Cape Town - The DA leadership has been accused of being “cynical and dishonest” and of using “divide and rule” tactics in its interpretation of the draft Employment Equity Act (EEA) regulations that President Cyril Ramaphosa signed into law last month.
This follows DA leader John Steenhuisen’s launch of a “defiance campaign” during a rally in KwaZulu-Natal over the weekend.
Steenhuisen said the regulations set out racial employment quotas that would affect every part of the South African economy and would sideline Indian, coloured and white workers.
He said: “While the ANC tries to call these quotas ‘targets’, we know that they are, in fact, forced quotas. Because if companies don’t comply, they are severely punished.”
Steenhuisen’s remarks were echoed by DA Western Cape Provincial leader Tertuis Simmers, who said it was a “racist law, which has painful echoes of the apartheid-era Group Areas Act by seeking to confine groups of people to specific areas and jobs”.
Trade union Solidarity is heading to court over the EEA and Freedom Front Plus labour spokesperson Heloïse Denner said they would follow suit.
Denner said it was racially driven legislation that would only exacerbate unemployment.
National Employers’ Association of South Africa (Neasa) chief executive Gerhard Papenfus said: “It is our considered view that these ‘targets’ are ill-conceived, unconstitutional and practically impossible to attain.”
However, GOOD Party secretary-general Brett Herron said the EEA had been “wilfully and wrongly weaponised by reactionaries who play wedge politics using race as the wedge”.
Herron said the DA was playing a cynical and dishonest political game using the race card and “swart gevaar”. He said the regulations propose that the targets are set proportionally to the demographics of the economic active population.
Herron said targets for employment equity are based on the economically active population in that province, where the business operates provincially, or nationally where the business operates nationally.
“In 2014 Helen Zille, then leader of the DA, argued for the use of regional or provincial demographics to set employment equity targets. That is exactly what these proposed regulations do,” added Herron.
He said it was clear that the government had failed to adequately communicate on the intention and impact of the regulations.
On May 12, Employment and Labour Minister Thulas Nxesi published a gazette, calling for comments on the EEA targets. Companies have been given 30 days to offer their input.
The amended bill empowers the Minister to set EEA targets for industries as well as regions where transformation is lacking, and regulate criteria for issuing compliance certificates in order to do business with government.
Employment and Labour Department spokesperson Teboho Thejane said: “The department is perturbed by the way the DA has maliciously interpreted the proposed sector EE targets published for public comment.
“It appears as though the DA is using the same tactics of ‘divide and rule’ adopted during the apartheid regime, particularly in order to divide the black people of South Africa.”

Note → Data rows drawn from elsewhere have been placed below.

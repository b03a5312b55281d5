use num_bigint::{BigInt, Sign};
use num_traits::Signed;

use clvm_traits::{clvm_curried_args, ToClvm};
use clvm_utils::CurriedProgram;

use clvmr::NodePtr;

use crate::common::constants::{
    DEFAULT_HIDDEN_PUZZLE_HEX, GROUP_ORDER, P2_DELEGATED_PUZZLE_OR_HIDDEN_PUZZLE_HEX,
};
use crate::common::load_clvm::puzzle_from_static_hex;
use crate::common::types::{
    Aggsig, AllocEncoder, CoinID, Error, Hash, IntoErr, PrivateKey, Program, PublicKey, Puzzle,
    PuzzleHash, Sha256Input, Sha256tree, ToQuotedProgram,
};

pub fn get_standard_coin_puzzle(allocator: &mut AllocEncoder) -> Result<Puzzle, Error> {
    puzzle_from_static_hex(allocator, P2_DELEGATED_PUZZLE_OR_HIDDEN_PUZZLE_HEX)
}

pub fn get_default_hidden_puzzle(allocator: &mut AllocEncoder) -> Result<Puzzle, Error> {
    puzzle_from_static_hex(allocator, DEFAULT_HIDDEN_PUZZLE_HEX)
}

pub fn get_default_hidden_puzzle_hash(allocator: &mut AllocEncoder) -> Result<PuzzleHash, Error> {
    let hidden = get_default_hidden_puzzle(allocator)?;
    Ok(hidden.sha256tree(allocator))
}

fn group_order_int() -> BigInt {
    BigInt::from_bytes_be(Sign::Plus, &GROUP_ORDER)
}

/// The hash is read as a signed integer, then reduced into the group.
pub fn calculate_synthetic_offset(
    public_key: &PublicKey,
    hidden_puzzle_hash: &PuzzleHash,
) -> Result<PrivateKey, Error> {
    let blob = Sha256Input::Array(vec![
        Sha256Input::Bytes(&public_key.bytes()),
        Sha256Input::Bytes(hidden_puzzle_hash.bytes()),
    ])
    .hash();
    let group_order = group_order_int();
    let mut offset = BigInt::from_signed_bytes_be(blob.bytes()) % &group_order;
    if offset.is_negative() {
        offset += &group_order;
    }

    let (_, offset_bytes) = offset.to_bytes_be();
    let mut private_key_bytes: [u8; 32] = [0; 32];
    let start = 32 - offset_bytes.len();
    private_key_bytes[start..].copy_from_slice(&offset_bytes);
    PrivateKey::from_bytes(&private_key_bytes)
}

pub fn calculate_synthetic_public_key(
    public_key: &PublicKey,
    hidden_puzzle_hash: &PuzzleHash,
) -> Result<PublicKey, Error> {
    let offset = calculate_synthetic_offset(public_key, hidden_puzzle_hash)?;
    Ok(public_key.clone() + offset.public_key())
}

pub fn calculate_synthetic_secret_key(
    secret_key: &PrivateKey,
    hidden_puzzle_hash: &PuzzleHash,
) -> Result<PrivateKey, Error> {
    let offset = calculate_synthetic_offset(&secret_key.public_key(), hidden_puzzle_hash)?;
    Ok(secret_key.clone() + offset)
}

pub fn puzzle_for_synthetic_public_key(
    allocator: &mut AllocEncoder,
    standard_coin_puzzle: &Puzzle,
    synthetic_public_key: &PublicKey,
) -> Result<Puzzle, Error> {
    let curried_program = CurriedProgram {
        program: standard_coin_puzzle.clone(),
        args: clvm_curried_args!(synthetic_public_key.clone()),
    };
    let nodeptr = curried_program.to_clvm(allocator).into_gen()?;
    Puzzle::from_nodeptr(allocator, nodeptr)
}

pub fn puzzle_for_pk(allocator: &mut AllocEncoder, public_key: &PublicKey) -> Result<Puzzle, Error> {
    let hidden_puzzle_hash = get_default_hidden_puzzle_hash(allocator)?;
    let synthetic_public_key = calculate_synthetic_public_key(public_key, &hidden_puzzle_hash)?;
    let standard_coin_puzzle = get_standard_coin_puzzle(allocator)?;
    puzzle_for_synthetic_public_key(allocator, &standard_coin_puzzle, &synthetic_public_key)
}

pub fn puzzle_hash_for_pk(
    allocator: &mut AllocEncoder,
    public_key: &PublicKey,
) -> Result<PuzzleHash, Error> {
    let puzzle = puzzle_for_pk(allocator, public_key)?;
    Ok(puzzle.sha256tree(allocator))
}

/// What an AGG_SIG_ME signature actually covers.
pub fn agg_sig_me_message(raw_message: &[u8], coin: &CoinID, additional_data: &Hash) -> Vec<u8> {
    let mut message = raw_message.to_vec();
    message.extend_from_slice(coin.bytes());
    message.extend_from_slice(additional_data.bytes());
    message
}

pub fn sign_agg_sig_me(
    secret_key: &PrivateKey,
    message: &[u8],
    parent_coin: &CoinID,
    agg_sig_me_additional_data: &Hash,
) -> Aggsig {
    secret_key.sign(agg_sig_me_message(
        message,
        parent_coin,
        agg_sig_me_additional_data,
    ))
}

/// `(() (q . conditions) ())`: spend the standard puzzle through a delegated
/// puzzle that just returns the conditions.
pub fn solution_for_conditions(
    allocator: &mut AllocEncoder,
    conditions: NodePtr,
) -> Result<NodePtr, Error> {
    let delegated_puzzle = conditions.to_quoted_program(allocator)?;
    ((), (delegated_puzzle, ((), ())))
        .to_clvm(allocator)
        .into_gen()
}

/// Standard solution for the conditions and the signature the standard
/// puzzle will demand for them.
pub fn standard_solution_partial(
    allocator: &mut AllocEncoder,
    synthetic_private_key: &PrivateKey,
    parent_coin: &CoinID,
    conditions: NodePtr,
    agg_sig_me_additional_data: &Hash,
) -> Result<(Program, Aggsig), Error> {
    let quoted_conditions = conditions.to_quoted_program(allocator)?;
    let quoted_conditions_hash = quoted_conditions.sha256tree(allocator);
    let solution = solution_for_conditions(allocator, conditions)?;
    let signature = sign_agg_sig_me(
        synthetic_private_key,
        quoted_conditions_hash.bytes(),
        parent_coin,
        agg_sig_me_additional_data,
    );
    Ok((Program::from_nodeptr(allocator, solution)?, signature))
}

pub fn private_to_public_key(private_key: &PrivateKey) -> PublicKey {
    private_key.public_key()
}

/// A key together with the standard puzzle it controls.
#[derive(Clone, Debug)]
pub struct ChiaIdentity {
    pub private_key: PrivateKey,
    pub synthetic_private_key: PrivateKey,
    pub public_key: PublicKey,
    pub synthetic_public_key: PublicKey,
    pub puzzle: Puzzle,
    pub puzzle_hash: PuzzleHash,
}

impl ChiaIdentity {
    pub fn new(allocator: &mut AllocEncoder, private_key: PrivateKey) -> Result<Self, Error> {
        let hidden_puzzle_hash = get_default_hidden_puzzle_hash(allocator)?;
        let synthetic_private_key = calculate_synthetic_secret_key(&private_key, &hidden_puzzle_hash)?;
        let public_key = private_to_public_key(&private_key);
        let synthetic_public_key = private_to_public_key(&synthetic_private_key);
        let standard_coin_puzzle = get_standard_coin_puzzle(allocator)?;
        let puzzle =
            puzzle_for_synthetic_public_key(allocator, &standard_coin_puzzle, &synthetic_public_key)?;
        let puzzle_hash = puzzle.sha256tree(allocator);
        Ok(ChiaIdentity {
            private_key,
            synthetic_private_key,
            public_key,
            synthetic_public_key,
            puzzle,
            puzzle_hash,
        })
    }
}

Thejane said the purpose of the EE Act, as amended, was to achieve equity in the workplace. This would be done by promoting equal opportunities and fair treatment in employment through the elimination of unfair discrimination. He said the implementation of affirmative action measures would redress disadvantages in employment experienced by designated groups.

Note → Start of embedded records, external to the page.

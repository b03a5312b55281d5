use rand::prelude::*;
use rand_chacha::ChaCha8Rng;

use crate::common::standard_coin::{agg_sig_me_message, ChiaIdentity};
use crate::common::types::{
    AllocEncoder, Amount, CoinCondition, CoinID, CoinString, GetCoinStringParts, Node, PuzzleHash,
    Sha256tree,
};
use crate::config::Network;
use crate::decompile::key_param::key_param;
use crate::decompile::simplify_program;
use crate::mint::{generate_mint_cat_bundle, sanitize_memo, CatVersion, MintCatRequest};
use crate::runner::ClvmRunner;
use crate::signing::init_signing;
use crate::templates::{CAT_V2, GENESIS_BY_COIN_ID};
use crate::tests::{atom_tree_hash, curried_tree_hash, curry_nodes, fixture_registry, template_node};
use crate::transfer::StandardTransfer;

#[test]
fn test_sanitize_memo() {
    assert_eq!(sanitize_memo("my token"), "my_token");
    assert_eq!(sanitize_memo("a&b/c\\d#e,f+g(h)i$j~k%l.m'n\"o:p*q?r<s>t{u}v[w]"), "a_b_c_d_e_f_g_h_i_j_k_l_m_n_o_p_q_r_s_t_u_v_w_");
    assert_eq!(sanitize_memo("plain-memo_1"), "plain-memo_1");
}

#[test]
fn test_cat_version_default() {
    assert_eq!(CatVersion::default(), CatVersion::V2);
}

#[test]
fn test_mint_cat_end_to_end() {
    init_signing().expect("should init");
    let mut rng = ChaCha8Rng::from_seed([9; 32]);
    let mut allocator = AllocEncoder::new();
    let registry = fixture_registry();
    let identity = ChiaIdentity::new(&mut allocator, rng.gen()).expect("identity");
    let coins: Vec<CoinString> = [300, 5000]
        .iter()
        .map(|amt| {
            CoinString::from_parts(
                &CoinID::new(rng.gen()),
                &identity.puzzle_hash,
                &Amount::new(*amt),
            )
        })
        .collect();
    let target: PuzzleHash = rng.gen();

    let request = MintCatRequest {
        target: target.clone(),
        change: identity.puzzle_hash.clone(),
        amount: Amount::new(1000),
        fee: Amount::new(10),
        memo: "my token".to_string(),
        coins: coins.clone(),
        signing_key: identity.private_key.clone(),
        identities: vec![identity.clone()],
        network: Network::Testnet11,
        cat_version: CatVersion::default(),
    };
    let runner = ClvmRunner::default();
    let info = generate_mint_cat_bundle(&runner, &StandardTransfer, &registry, &request)
        .expect("should mint");

    let bootstrap = coins[1].to_coin_id();
    let genesis = template_node(&mut allocator, &registry, GENESIS_BY_COIN_ID);
    let bootstrap_atom = allocator
        .allocator()
        .new_atom(bootstrap.bytes())
        .expect("atom");
    let tail = curry_nodes(&mut allocator, genesis, &[bootstrap_atom]);
    assert_eq!(info.asset_id, Node(tail).sha256tree(&mut allocator));

    let spends = &info.spend_bundle.coin_spends;
    assert_eq!(spends.len(), 2);
    assert_eq!(spends[0].coin, coins[1]);
    assert!(info.spend_bundle.aggregated_signature.is_some());

    let (cat_parent, cat_puzzle_hash, cat_amount) =
        spends[1].coin.get_coin_string_parts().expect("parts");
    assert_eq!(cat_parent, bootstrap);
    assert_eq!(cat_amount, Amount::new(1000));
    assert_eq!(
        cat_puzzle_hash,
        spends[1].puzzle_reveal.sha256tree(&mut allocator)
    );

    let internal_conditions = CoinCondition::from_puzzle_and_solution(
        &mut allocator,
        &runner,
        spends[0].puzzle_reveal.to_program(),
        &spends[0].solution,
    )
    .expect("should run");
    assert!(internal_conditions.contains(&CoinCondition::CreateCoin(
        cat_puzzle_hash.clone(),
        Amount::new(1000),
        vec![]
    )));
    assert!(internal_conditions.contains(&CoinCondition::CreateCoin(
        identity.puzzle_hash.clone(),
        Amount::new(3990),
        vec![]
    )));

    let external_conditions = CoinCondition::from_puzzle_and_solution(
        &mut allocator,
        &runner,
        spends[1].puzzle_reveal.to_program(),
        &spends[1].solution,
    )
    .expect("cat layer accepts the mint solution");
    // The CAT layer wraps the target in a CAT puzzle with the same tail.
    let cat_mod_hash = registry.hash_of(CAT_V2).expect("cat_v2").clone();
    let wrapped_target = curried_tree_hash(
        &cat_mod_hash,
        &[
            atom_tree_hash(cat_mod_hash.bytes()),
            atom_tree_hash(info.asset_id.bytes()),
            target.hash().clone(),
        ],
    );
    assert!(external_conditions.contains(&CoinCondition::CreateCoin(
        wrapped_target,
        Amount::new(1000),
        vec![target.bytes().to_vec(), b"my_token".to_vec()]
    )));
    assert!(!external_conditions
        .iter()
        .any(|c| matches!(c, CoinCondition::AggSigMe(..) | CoinCondition::AggSigUnsafe(..))));

    // Only the standard spend asks for a signature, so the aggregate is just
    // that signature.
    let message = internal_conditions
        .iter()
        .find_map(|c| match c {
            CoinCondition::AggSigMe(_, msg) => Some(msg.clone()),
            _ => None,
        })
        .expect("standard spend asks for a signature");
    let signature = info.spend_bundle.aggregated_signature.clone().expect("signed");
    assert!(signature.verify(
        &identity.synthetic_public_key,
        &agg_sig_me_message(
            &message,
            &bootstrap,
            &Network::Testnet11.agg_sig_me_additional_data()
        )
    ));

    let simplified =
        simplify_program(&registry, spends[1].puzzle_reveal.to_program()).expect("decode");
    assert_eq!(simplified.template_name(), Some("cat_v2"));
    assert_eq!(
        key_param(&simplified),
        Some(format!("0xa0{}", hex::encode(info.asset_id.bytes())))
    );
}

#[test]
fn test_mint_without_funds_fails() {
    init_signing().expect("should init");
    let mut rng = ChaCha8Rng::from_seed([10; 32]);
    let mut allocator = AllocEncoder::new();
    let identity = ChiaIdentity::new(&mut allocator, rng.gen()).expect("identity");
    let request = MintCatRequest {
        target: rng.gen(),
        change: identity.puzzle_hash.clone(),
        amount: Amount::new(1000),
        fee: Amount::default(),
        memo: String::new(),
        coins: vec![],
        signing_key: identity.private_key.clone(),
        identities: vec![identity],
        network: Network::Mainnet,
        cat_version: CatVersion::V1,
    };
    assert!(generate_mint_cat_bundle(
        &ClvmRunner::default(),
        &StandardTransfer,
        &fixture_registry(),
        &request
    )
    .is_err());
}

He said these groups were black people, women and people with disabilities to ensure their equitable representation in all occupational levels.
At the same time, Parliament’s portfolio committee on employment and labour has also come out in support of the amended Employment Equity Act.
Committee chairperson MaryAnn Lindelwa Dunjwa (ANC) said the amendments were a positive step towards ensuring that workplaces in South Africa reflected the national and provincial demographics of the economically active population.